La Ciudad Capital había visto un clima excepcionalmente bueno estos días: un cálido sol de invierno que reconfortaba el alma.

—¡Qianqian, ya me fui!

Desde detrás del rocalla, la voz de la anciana matriarca llamó.

Meng Qianqian se rió y fingió sorpresa.

—Bisabuela, ¿dónde te escondes?

¡No puedo encontrarte!

—Ohohoho…

Detrás del rocalla, la anciana matriarca se rió teatralmente y de manera espeluznante, como una divertida y astuta villana anciana.

Meng Qianqian deliberadamente buscó y pasó por el rocalla varias veces, sin siquiera asomarse dentro.

La risa siniestra de la anciana matriarca se volvió más exagerada:
—¡Je je je~!

—¡Meng Qianqian!

Una voz femenina repentina y aguda destrozó la tranquilidad y alegría en el jardín.

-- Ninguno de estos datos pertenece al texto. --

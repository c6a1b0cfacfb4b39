//! Error types for grain state storage.
//!
//! Runtime failures are layered: the codec and the store client raise
//! [`CodecError`] and [`StoreError`], the provider wraps them in an
//! [`OperationError`] and attaches the grain context in
//! [`GrainStorageError`]. Ordering mistakes by the host (calling an operation
//! before `init`, or `init` twice) surface as [`LifecycleError`], which is a
//! programming error rather than a storage failure.

use thiserror::Error;

use crate::lifecycle::ProviderState;

/// Errors raised by the state codec.
#[derive(Debug, Error)]
pub enum CodecError {
    /// The state value cannot be represented in the storage format.
    #[error("serialization failed: {0}")]
    Serialization(String),

    /// The stored payload is malformed, truncated, or tagged with another type.
    #[error("deserialization failed: {0}")]
    Deserialization(String),
}

/// Errors raised by a key-value store client.
#[derive(Debug, Error)]
pub enum StoreError {
    /// The store could not be reached or rejected the request.
    #[error("store unavailable: {0}")]
    Unavailable(String),

    /// The connection target could not be turned into a client.
    #[error("invalid connection target '{target}': {reason}")]
    InvalidTarget {
        /// The connection target as configured.
        target: String,
        /// Why it was rejected.
        reason: String,
    },

    /// Underlying I/O error (file-backed stores).
    #[error("store I/O error: {0}")]
    Io(#[from] std::io::Error),
}

/// Reasons a provider failed to initialize.
#[derive(Debug, Error)]
pub enum InitError {
    /// The provider options are incomplete or inconsistent.
    #[error("invalid options: {0}")]
    InvalidOptions(String),

    /// The serializer settings were rejected after customization.
    #[error("invalid serializer settings: {0}")]
    InvalidSettings(String),

    /// The store client could not be constructed.
    #[error("store connection failed: {0}")]
    Connect(#[source] StoreError),
}

/// The underlying cause of a failed read, write or clear.
#[derive(Debug, Error)]
pub enum OperationError {
    /// Encoding or decoding the state failed.
    #[error(transparent)]
    Codec(#[from] CodecError),

    /// The store client failed.
    #[error(transparent)]
    Store(#[from] StoreError),
}

/// Host ordering violations.
///
/// These never come from the store or the codec; they mean the host routed
/// a call at the wrong point of the provider's lifecycle.
#[derive(Debug, Error)]
pub enum LifecycleError {
    /// An operation was issued before the provider reached `Ready`.
    #[error("provider '{provider}' is {state:?}, operations require Ready")]
    NotReady {
        /// Provider name.
        provider: String,
        /// State observed when the call arrived.
        state: ProviderState,
    },

    /// `init` was called on a provider that already left `Uninitialized`.
    #[error("provider '{provider}' cannot initialize from {state:?}")]
    AlreadyInitialized {
        /// Provider name.
        provider: String,
        /// State observed when the call arrived.
        state: ProviderState,
    },
}

/// Errors returned by a grain storage provider.
#[derive(Debug, Error)]
pub enum GrainStorageError {
    /// Initialization failed; the provider never becomes `Ready`.
    #[error("initialization failed for provider '{provider}' in stage {stage}: {source}")]
    Initialization {
        /// Provider name.
        provider: String,
        /// Lifecycle stage the provider was initializing in.
        stage: i32,
        /// What went wrong.
        #[source]
        source: InitError,
    },

    /// Reading grain state failed.
    #[error("error reading: grain_type={grain_type} grain_id={grain_id} key={key} provider={provider}: {source}")]
    Read {
        /// Provider name.
        provider: String,
        /// Grain type the call was made for.
        grain_type: String,
        /// Canonical grain id.
        grain_id: String,
        /// Derived storage key.
        key: String,
        /// Codec or store failure.
        #[source]
        source: OperationError,
    },

    /// Writing grain state failed.
    #[error("error writing: grain_type={grain_type} grain_id={grain_id} key={key} provider={provider}: {source}")]
    Write {
        /// Provider name.
        provider: String,
        /// Grain type the call was made for.
        grain_type: String,
        /// Canonical grain id.
        grain_id: String,
        /// Derived storage key.
        key: String,
        /// Codec or store failure.
        #[source]
        source: OperationError,
    },

    /// Clearing grain state failed.
    #[error("error clearing: grain_type={grain_type} grain_id={grain_id} key={key} provider={provider}: {source}")]
    Clear {
        /// Provider name.
        provider: String,
        /// Grain type the call was made for.
        grain_type: String,
        /// Canonical grain id.
        grain_id: String,
        /// Derived storage key.
        key: String,
        /// Store failure.
        #[source]
        source: OperationError,
    },

    /// The host called the provider out of lifecycle order.
    #[error(transparent)]
    Lifecycle(#[from] LifecycleError),
}

impl GrainStorageError {
    /// Whether this error signals a host ordering bug rather than a storage failure.
    pub fn is_programming_error(&self) -> bool {
        matches!(self, GrainStorageError::Lifecycle(_))
    }

    /// The codec or store failure behind a read, write or clear error.
    pub fn operation_error(&self) -> Option<&OperationError> {
        match self {
            GrainStorageError::Read { source, .. }
            | GrainStorageError::Write { source, .. }
            | GrainStorageError::Clear { source, .. } => Some(source),
            _ => None,
        }
    }

    /// Whether the failure came from encoding the state.
    pub fn is_serialization(&self) -> bool {
        matches!(
            self.operation_error(),
            Some(OperationError::Codec(CodecError::Serialization(_)))
        )
    }

    /// Whether the failure came from decoding a stored payload.
    pub fn is_deserialization(&self) -> bool {
        matches!(
            self.operation_error(),
            Some(OperationError::Codec(CodecError::Deserialization(_)))
        )
    }

    /// Whether the failure came from the store client.
    pub fn is_store_failure(&self) -> bool {
        matches!(self.operation_error(), Some(OperationError::Store(_)))
    }
}

#[cfg(test)]
mod tests {
    use super::*;

    fn read_error(source: OperationError) -> GrainStorageError {
        GrainStorageError::Read {
            provider: "store".to_string(),
            grain_type: "Account".to_string(),
            grain_id: "42".to_string(),
            key: "store-Account-42.json".to_string(),
            source,
        }
    }

    #[test]
    fn test_classification() {
        let err = read_error(CodecError::Deserialization("eof".to_string()).into());
        assert!(err.is_deserialization());
        assert!(!err.is_serialization());
        assert!(!err.is_store_failure());
        assert!(!err.is_programming_error());

        let err = read_error(StoreError::Unavailable("timeout".to_string()).into());
        assert!(err.is_store_failure());

        let err: GrainStorageError = LifecycleError::NotReady {
            provider: "store".to_string(),
            state: ProviderState::Uninitialized,
        }
        .into();
        assert!(err.is_programming_error());
        assert!(err.operation_error().is_none());
    }

    #[test]
    fn test_display_carries_context() {
        let err = read_error(StoreError::Unavailable("timeout".to_string()).into());
        let msg = err.to_string();
        assert!(msg.contains("grain_type=Account"));
        assert!(msg.contains("key=store-Account-42.json"));
        assert!(msg.contains("store unavailable: timeout"));
    }
}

La anciana matriarca instantáneamente abandonó su comportamiento juguetón.

Lu Linglong no notó a la anciana matriarca escondida detrás del rocalla.

Marchó directamente hacia Meng Qianqian.

—Te estoy llamando, ¿estás sorda?

Meng Qianqian respondió:
—Alguien ama ladrar.

¿Eres un perro?

Lu Linglong apretó los puños con ira:
—¡Meng Qianqian!

¿A quién llamas perro?

Meng Qianqian respondió:
—A quien responda.

Detrás del rocalla, la anciana matriarca, a punto de “guau”, se cubrió la boca solemnemente.

Lu Linglong puso los ojos en blanco con frustración:
—¡Cómprame un traje!

¡Tengo un banquete al que asistir!

Meng Qianqian ni siquiera la miró.

—Pregúntale a tu madre; no eres mía.

Lu Linglong miró a su indiferente cuñada con los ojos almendrados bien abiertos:
—¡Meng Qianqian!

¿Cómo puedes ser tan mezquina?

Mi hermano mayor está de vuelta.

¿Crees que puedo hacer que se divorcie de ti?

—Estaría encantada.

Meng Qianqian respondió fríamente.

Lu Linglong, acostumbrada a intimidar a Meng Qianqian, ya no tomaba en serio a su “cuñada inútil”.

Extendió la mano para agarrar el cabello de Meng Qianqian.

Meng Qianqian notó sombras en el suelo.

Esquivó ligeramente, luego agarró rápidamente la muñeca de Lu Linglong y ¡le dio una bofetada en la cara!